The latest pump brought euphoria back to the timeline, but it also split the room. Some are calling it the last bounce before we bleed.
Others say we’re just getting started.
Honestly? It feels like both sides have a point.
ETH/BTC reversal was the first sign — $ETH showed strength before the ETF narrative even picked up steam. Add in a cooler CPI print, and suddenly macro and crypto were aligned for once.
But here’s the nuance: we’re not in the beginning of the bull cycle.
It never really ended.

Since last year’s $BTC ATH, institutions have been accumulating, ETFs have started pulling serious flows, and liquidity is slowly rotating back from TradFi. This isn’t 2021-style retail mania, it’s something more structural.
If you look at global liquidity, we’re clearly up from the lows. If you look at central banks, we’re not in full easing mode yet, but the tone is shifting.
And geopolitics?
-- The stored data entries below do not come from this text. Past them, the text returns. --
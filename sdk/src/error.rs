//! Error types for the subscription gateway SDK
//!
//! Every fallible operation in the crate returns [`Result`]. The variants map
//! onto the four failure families a caller has to tell apart:
//!
//! - **Validation** – [`Error::RecordInvalid`] (raised locally, before any
//!   remote call) and [`Error::RemoteValidation`] (reported by the gateway).
//! - **Unsupported operation** – [`Error::NotSupported`], e.g. creating an
//!   add-on through a subscription's read-only collection.
//! - **Remote lookup** – [`Error::NotFound`].
//! - **Remote failure** – [`Error::Remote`], any transport or service error.
//!
//! # Example
//!
//! ```rust
//! use subscription_gateway::{Error, MemoryGateway, Subscription};
//!
//! let gateway = MemoryGateway::default();
//! match Subscription::find(&gateway, "missing") {
//!     Ok(subscription) => println!("found {:?}", subscription.id()),
//!     Err(Error::NotFound(what)) => println!("no such record: {what}"),
//!     Err(other) => println!("gateway failure: {other}"),
//! }
//! ```

use crate::{types::RemoteValidationError, validation::Errors};
use thiserror::Error;

/// Result type for subscription gateway operations
pub type Result<T> = std::result::Result<T, Error>;

/// Error types that can occur when using the subscription gateway SDK
#[derive(Error, Debug)]
pub enum Error {
    /// Record failed validation; carries the full error mapping
    #[error("Validation failed: {0}")]
    RecordInvalid(Errors),

    /// Validation errors reported by the remote gateway
    #[error("Remote validation failed: {}", format_remote_errors(.0))]
    RemoteValidation(Vec<RemoteValidationError>),

    /// Operation the gateway API does not offer
    #[error("Operation not supported: {0}")]
    NotSupported(String),

    /// Remote record does not exist
    #[error("Not found: {0}")]
    NotFound(String),

    /// Transport or service failure
    #[error("Gateway error: {0}")]
    Remote(String),

    /// Record lifecycle does not allow the operation
    #[error("Invalid record state: {0}")]
    InvalidState(String),

    /// Error from serde JSON
    #[error("JSON error: {0}")]
    Json(#[from] serde_json::Error),
}

impl Error {
    /// Whether this error is a validation failure, local or remote
    #[must_use]
    pub const fn is_validation(&self) -> bool {
        matches!(self, Self::RecordInvalid(_) | Self::RemoteValidation(_))
    }
}

impl From<String> for Error {
    fn from(msg: String) -> Self {
        Self::Remote(msg)
    }
}

impl From<&str> for Error {
    fn from(msg: &str) -> Self {
        Self::Remote(msg.to_string())
    }
}

fn format_remote_errors(errors: &[RemoteValidationError]) -> String {
    errors
        .iter()
        .map(|e| format!("{}: {}", e.attribute, e.message))
        .collect::<Vec<_>>()
        .join(", ")
}
impl From<i64> for AttributeValue {
    fn from(value: i64) -> Self {
        Self::Integer(value)
    }
}

impl From<i32> for AttributeValue {
    fn from(value: i32) -> Self {
        Self::Integer(i64::from(value))
    }
}

impl From<u32> for AttributeValue {
    fn from(value: u32) -> Self {
        Self::Integer(i64::from(value))
    }
}

impl From<f64> for AttributeValue {
    fn from(value: f64) -> Self {
        Self::Decimal(value)
    }
}

impl From<bool> for AttributeValue {
    fn from(value: bool) -> Self {
        Self::Bool(value)
    }
}

impl From<NaiveDate> for AttributeValue {
    fn from(value: NaiveDate) -> Self {
        Self::Date(value)
    }
}

/// Anything a subscription's attributes can be read from
pub trait AttributeSource {
    /// Value of a known attribute, if the source has one
    fn attribute(&self, attribute: Attribute) -> Option<AttributeValue>;

    /// Whether the source represents a record stored remotely.
    ///
    /// `None` when the source cannot tell; extraction treats that as new.
    fn persisted(&self) -> Option<bool> {
        None
    }
}

/// Mapping of known attributes to their values
#[derive(Clone, Debug, Default, PartialEq)]
pub struct Fields {
    values: BTreeMap<Attribute, AttributeValue>,
}

impl Fields {
    #[must_use]
    pub fn new() -> Self {
        Self::default()
    }

    /// Build from name/value pairs; names that are not known attributes are dropped
    pub fn from_pairs<I, K, V>(pairs: I) -> Self
    where
        I: IntoIterator<Item = (K, V)>,
        K: AsRef<str>,
        V: Into<AttributeValue>,
    {
        pairs
            .into_iter()
            .filter_map(|(name, value)| {
                let attribute = name.as_ref().parse::<Attribute>().ok()?;
                Some((attribute, value.into()))
            })
            .collect()
    }

    /// Copy every known attribute the source provides
    pub fn extract<S: AttributeSource + ?Sized>(source: &S) -> Self {
        Attribute::ALL
            .into_iter()
            .filter_map(|attribute| source.attribute(attribute).map(|value| (attribute, value)))
            .collect()
    }

    #[must_use]
    pub fn with(mut self, attribute: Attribute, value: impl Into<AttributeValue>) -> Self {
        self.values.insert(attribute, value.into());
        self
    }

    pub fn insert(
        &mut self,
        attribute: Attribute,
        value: impl Into<AttributeValue>,
    ) -> Option<AttributeValue> {
        self.values.insert(attribute, value.into())
    }

    pub fn remove(&mut self, attribute: Attribute) -> Option<AttributeValue> {
        self.values.remove(&attribute)
    }

    #[must_use]
    pub fn get(&self, attribute: Attribute) -> Option<&AttributeValue> {
        self.values.get(&attribute)
    }

    /// Value of the attribute unless it is absent or blank text
    #[must_use]
    pub fn present(&self, attribute: Attribute) -> Option<&AttributeValue> {
        self.get(attribute).filter(|value| !value.is_blank())
    }

    #[must_use]
    pub fn contains(&self, attribute: Attribute) -> bool {
        self.values.contains_key(&attribute)
    }

    /// Overwrite this mapping's entries with every entry of `other`
    pub fn merge(&mut self, other: Self) {
        self.values.extend(other.values);
    }

    pub fn iter(&self) -> impl Iterator<Item = (Attribute, &AttributeValue)> {
        self.values.iter().map(|(attribute, value)| (*attribute, value))
    }

    #[must_use]
    pub fn len(&self) -> usize {
        self.values.len()
    }

    #[must_use]
    pub fn is_empty(&self) -> bool {
        self.values.is_empty()
    }
}

impl FromIterator<(Attribute, AttributeValue)> for Fields {
    fn from_iter<T: IntoIterator<Item = (Attribute, AttributeValue)>>(iter: T) -> Self {
        Self {
            values: iter.into_iter().collect(),
        }
    }
}

impl AttributeSource for Fields {
    fn attribute(&self, attribute: Attribute) -> Option<AttributeValue> {
        self.get(attribute).cloned()
    }
}

/// JSON objects are read key by key; a boolean `persisted` key reports the
/// record state. Any other JSON shape yields no attributes.
impl AttributeSource for Value {
    fn attribute(&self, attribute: Attribute) -> Option<AttributeValue> {
        self.get(attribute.as_str()).and_then(AttributeValue::from_json)
    }

    fn persisted(&self) -> Option<bool> {
        self.get("persisted").and_then(Value::as_bool)
    }
}

impl AttributeSource for RemoteSubscription {
    fn attribute(&self, attribute: Attribute) -> Option<AttributeValue> {
        match attribute {
            Attribute::Id => Some(self.id.clone().into()),
            Attribute::PlanId => Some(self.plan_id.clone().into()),
            Attribute::PaymentMethodToken => Some(self.payment_method_token.clone().into()),
            Attribute::MerchantAccountId => self.merchant_account_id.clone().map(Into::into),
            Attribute::Price => Some(self.price.clone().into()),
            Attribute::Balance => self.balance.clone().map(Into::into),
            Attribute::Status => Some(self.status.as_str().into()),
            Attribute::BillingDayOfMonth => self.billing_day_of_month.map(Into::into),
            Attribute::NumberOfBillingCycles => self.number_of_billing_cycles.map(Into::into),
            Attribute::CurrentBillingCycle => self.current_billing_cycle.map(Into::into),
            Attribute::DaysPastDue => self.days_past_due.map(Into::into),
            Attribute::FailureCount => Some(self.failure_count.into()),
            Attribute::TrialPeriod => Some(self.trial_period.into()),
            Attribute::TrialDuration => self.trial_duration.map(Into::into),
            Attribute::TrialDurationUnit => self.trial_duration_unit.map(|u| u.as_str().into()),
            Attribute::FirstBillingDate => self.first_billing_date.map(Into::into),
            Attribute::NextBillingDate => self.next_billing_date.map(Into::into),
            Attribute::BillingPeriodStartDate => self.billing_period_start_date.map(Into::into),
            Attribute::BillingPeriodEndDate => self.billing_period_end_date.map(Into::into),
            Attribute::PaidThroughDate => self.paid_through_date.map(Into::into),
            Attribute::NextBillAmount => self.next_bill_amount.clone().map(Into::into),
            Attribute::NeverExpires => Some(self.never_expires.into()),
        }
    }

    fn persisted(&self) -> Option<bool> {
        Some(true)
    }
}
It’s messy. But capital always finds yield and right now crypto is one of the few places offering asymmetric upside.
The $ETH setup looks especially strong: potential $ETH ETF with staking, burn pressure from Pectra, and finally some UX improvements that make the chain usable beyond just DeFi natives.
I’m not betting on an instant parabolic move, but I do think the next 6–9 months are where positioning matters most. So I’m staying 50% in: $BTC, $ETH, $SOL as my core; the rest in a handful of high-conviction alts. And I’m skipping low caps for now — liquidity just isn’t there yet.
If this is the beginning of a true expansion phase, we’ll have time to rotate later.